── Extracted records ──

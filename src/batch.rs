//! Batch drivers: summarise a list of PDFs into one text file each.
//!
//! ## Sync vs. async
//!
//! [`BatchDriver::run`] handles one file at a time: extract, summarise,
//! write, then the next file. A failure stops the loop; summaries already
//! written stay on disk.
//!
//! [`BatchDriver::run_async`] runs three stages back to back, each one
//! fully concurrent inside the calling task:
//!
//! ```text
//! extract-all ──join──▶ summarize-all ──join──▶ mkdir + write-all
//! ```
//!
//! Every future in a stage is polled to completion before the stage
//! returns. If any of them failed, the first failure in input order is
//! returned and nothing is written. Results keep input order no matter
//! which future finishes first.

use crate::config::SummarizeConfig;
use crate::error::SummarizeError;
use crate::output::{
    ensure_output_dir, output_path, word_count, write_summary, BatchReport, SummaryRecord,
};
use crate::pipeline::extract::{ExtractedDocument, Extractor};
use crate::pipeline::summarize::Summarizer;
use crate::progress::{ProgressCallback, Stage};
use futures::future::join_all;
use std::future::Future;
use std::path::{Path, PathBuf};
use std::time::Instant;
use tracing::{debug, info};

/// Drives extraction, summarisation and persistence over a batch of files.
#[derive(Clone)]
pub struct BatchDriver {
    extractor: Extractor,
    progress: Option<ProgressCallback>,
    page_delimiter: String,
}

impl BatchDriver {
    /// Driver with no progress reporting that joins pages with no delimiter.
    pub fn new(extractor: Extractor) -> Self {
        Self {
            extractor,
            progress: None,
            page_delimiter: String::new(),
        }
    }

    /// Driver using the config's extraction mode and delimiter override.
    pub fn from_config(config: &SummarizeConfig) -> Self {
        let mut driver = Self::new(Extractor::new(config.extraction));
        if let Some(ref delim) = config.page_delimiter {
            driver.page_delimiter = delim.clone();
        }
        driver
    }

    pub fn with_progress(mut self, progress: ProgressCallback) -> Self {
        self.progress = Some(progress);
        self
    }

    pub fn with_page_delimiter(mut self, delim: impl Into<String>) -> Self {
        self.page_delimiter = delim.into();
        self
    }

    pub fn extractor(&self) -> &Extractor {
        &self.extractor
    }

    /// Summarise `files` one after another, writing each summary to
    /// `output_dir/{stem}[-{suffix}].txt` before starting the next file.
    pub fn run(
        &self,
        summarizer: &dyn Summarizer,
        files: &[PathBuf],
        output_dir: &Path,
        suffix: &str,
    ) -> Result<BatchReport, SummarizeError> {
        let start = Instant::now();
        let total = files.len();
        info!("Summarising {} files into {}", total, output_dir.display());

        ensure_output_dir(output_dir)?;
        self.notify(|cb| {
            cb.on_batch_start(total);
            cb.on_stage_start(Stage::Write, total);
        });

        let mut records = Vec::with_capacity(total);
        for (index, file) in files.iter().enumerate() {
            debug!("[{}/{}] {}", index + 1, total, file.display());
            let document =
                self.extractor
                    .extract(file, true, Some(self.page_delimiter.as_str()))?;
            let summary = summarizer.summarize(&document)?;
            records.push(persist(output_dir, file, suffix, &summary)?);
            self.notify(|cb| cb.on_file_complete(index, total, file));
        }

        Ok(self.finish(records, start))
    }

    /// Staged concurrent variant of [`BatchDriver::run`].
    pub async fn run_async(
        &self,
        summarizer: &dyn Summarizer,
        files: &[PathBuf],
        output_dir: &Path,
        suffix: &str,
    ) -> Result<BatchReport, SummarizeError> {
        let start = Instant::now();
        let total = files.len();
        self.notify(|cb| cb.on_batch_start(total));

        // ── Stage 1: extract ───────────────────────────────────────────────
        info!("Extracting {} files", total);
        self.notify(|cb| cb.on_stage_start(Stage::Extract, total));
        let delimiter = self.page_delimiter.as_str();
        let documents: Vec<ExtractedDocument> =
            join_stage(files.iter().enumerate().map(|(index, file)| async move {
                let document = self
                    .extractor
                    .extract_async(file, true, Some(delimiter))
                    .await?;
                self.notify(|cb| cb.on_file_complete(index, total, file));
                Ok::<_, SummarizeError>(document)
            }))
            .await?;

        // ── Stage 2: summarise ─────────────────────────────────────────────
        info!("Summarising {} documents", documents.len());
        self.notify(|cb| cb.on_stage_start(Stage::Summarize, total));
        let summaries: Vec<String> =
            join_stage(documents.iter().enumerate().map(|(index, document)| async move {
                let summary = summarizer.summarize_async(document).await?;
                self.notify(|cb| cb.on_file_complete(index, total, &document.metadata.source));
                Ok::<_, SummarizeError>(summary)
            }))
            .await?;

        // ── Stage 3: write ─────────────────────────────────────────────────
        ensure_output_dir(output_dir)?;
        self.notify(|cb| cb.on_stage_start(Stage::Write, total));
        let mut records = Vec::with_capacity(total);
        for (index, (file, summary)) in files.iter().zip(&summaries).enumerate() {
            records.push(persist(output_dir, file, suffix, summary)?);
            self.notify(|cb| cb.on_file_complete(index, total, file));
        }

        Ok(self.finish(records, start))
    }

    fn finish(&self, records: Vec<SummaryRecord>, start: Instant) -> BatchReport {
        let report = BatchReport {
            records,
            duration_ms: start.elapsed().as_millis() as u64,
        };
        info!(
            "Wrote {} summaries in {}ms",
            report.records.len(),
            report.duration_ms
        );
        self.notify(|cb| cb.on_batch_complete(report.records.len()));
        report
    }

    fn notify(&self, f: impl FnOnce(&ProgressCallback)) {
        if let Some(ref cb) = self.progress {
            f(cb);
        }
    }
}

/// Await every future, then return their outputs in submission order, or
/// the first error in submission order.
async fn join_stage<T, F>(tasks: impl IntoIterator<Item = F>) -> Result<Vec<T>, SummarizeError>
where
    F: Future<Output = Result<T, SummarizeError>>,
{
    join_all(tasks).await.into_iter().collect()
}

fn persist(
    output_dir: &Path,
    source: &Path,
    suffix: &str,
    summary: &str,
) -> Result<SummaryRecord, SummarizeError> {
    let output = output_path(output_dir, source, suffix);
    write_summary(&output, summary)?;
    Ok(SummaryRecord {
        source: source.to_path_buf(),
        output,
        word_count: word_count(summary),
    })
}

#[cfg(test)]
mod tests {
    use super::*;
    use crate::config::ExtractionMode;
    use async_trait::async_trait;
    use std::sync::atomic::{AtomicUsize, Ordering};
    use tempfile::TempDir;

    /// Echoes the source file name; fails on the `fail_at`-th call.
    struct EchoSummarizer {
        calls: AtomicUsize,
        fail_at: Option<usize>,
    }

    impl EchoSummarizer {
        fn new(fail_at: Option<usize>) -> Self {
            Self {
                calls: AtomicUsize::new(0),
                fail_at,
            }
        }

        fn next(&self, document: &ExtractedDocument) -> Result<String, SummarizeError> {
            let n = self.calls.fetch_add(1, Ordering::SeqCst);
            if Some(n) == self.fail_at {
                return Err(SummarizeError::LlmApiError {
                    source_name: document.source_name(),
                    message: "boom".into(),
                });
            }
            Ok(format!("summary of {}", document.source_name()))
        }
    }

    #[async_trait]
    impl Summarizer for EchoSummarizer {
        fn summarize(&self, document: &ExtractedDocument) -> Result<String, SummarizeError> {
            self.next(document)
        }

        async fn summarize_async(
            &self,
            document: &ExtractedDocument,
        ) -> Result<String, SummarizeError> {
            self.next(document)
        }
    }

    fn files(names: &[&str]) -> Vec<PathBuf> {
        names.iter().map(|n| PathBuf::from(format!("pdfs/{n}.pdf"))).collect()
    }

    fn driver() -> BatchDriver {
        BatchDriver::new(Extractor::new(ExtractionMode::Placeholder))
    }

    #[test]
    fn from_config_carries_mode_and_delimiter() {
        let config = SummarizeConfig::builder()
            .extraction(ExtractionMode::Placeholder)
            .page_delimiter("\n==\n")
            .build()
            .unwrap();
        let driver = BatchDriver::from_config(&config);
        assert_eq!(driver.extractor().mode(), ExtractionMode::Placeholder);
        assert_eq!(driver.page_delimiter, "\n==\n");

        let driver = driver.with_page_delimiter("");
        assert_eq!(driver.page_delimiter, "");
        assert_eq!(
            BatchDriver::new(Extractor::default()).extractor().mode(),
            ExtractionMode::Real
        );
    }

    #[test]
    fn sync_run_writes_one_file_per_input() {
        let tmp = TempDir::new().unwrap();
        let inputs = files(&["a", "b", "c"]);
        let report = driver()
            .run(&EchoSummarizer::new(None), &inputs, tmp.path(), "summary")
            .unwrap();

        assert_eq!(report.records.len(), 3);
        for (record, input) in report.records.iter().zip(&inputs) {
            assert_eq!(&record.source, input);
            let text = std::fs::read_to_string(&record.output).unwrap();
            assert_eq!(
                text,
                format!("summary of {}", input.file_name().unwrap().to_string_lossy())
            );
        }
    }

    #[test]
    fn sync_run_keeps_files_written_before_a_failure() {
        let tmp = TempDir::new().unwrap();
        let err = driver()
            .run(&EchoSummarizer::new(Some(1)), &files(&["a", "b", "c"]), tmp.path(), "s")
            .unwrap_err();

        assert!(matches!(err, SummarizeError::LlmApiError { .. }));
        assert!(tmp.path().join("a-s.txt").exists());
        assert!(!tmp.path().join("b-s.txt").exists());
        assert!(!tmp.path().join("c-s.txt").exists());
    }

    #[tokio::test]
    async fn async_failure_writes_nothing() {
        let tmp = TempDir::new().unwrap();
        let out = tmp.path().join("out");
        let summarizer = EchoSummarizer::new(Some(2));
        let err = driver()
            .run_async(&summarizer, &files(&["a", "b", "c", "d"]), &out, "s")
            .await
            .unwrap_err();

        assert!(matches!(err, SummarizeError::LlmApiError { .. }));
        // Every sibling was still polled to completion.
        assert_eq!(summarizer.calls.load(Ordering::SeqCst), 4);
        assert!(!out.exists());
    }

    #[tokio::test]
    async fn empty_batch_still_creates_the_directory() {
        let tmp = TempDir::new().unwrap();
        let out = tmp.path().join("empty");
        let report = driver()
            .run_async(&EchoSummarizer::new(None), &[], &out, "s")
            .await
            .unwrap();
        assert!(report.records.is_empty());
        assert!(out.is_dir());
    }

    #[tokio::test]
    async fn join_stage_reports_first_error_in_input_order() {
        let tasks = (0..4).map(|i| async move {
            // Later tasks finish first.
            tokio::time::sleep(std::time::Duration::from_millis(40 - i * 10)).await;
            if i == 1 || i == 3 {
                Err(SummarizeError::Internal(format!("task {i}")))
            } else {
                Ok(i)
            }
        });
        let err = join_stage(tasks).await.unwrap_err();
        assert_eq!(err.to_string(), "Internal error: task 1");
    }
}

───

## Problem to work on
Only a number is expected here: the count of lines in the records above that include the word "pipeline".

## Answer space
2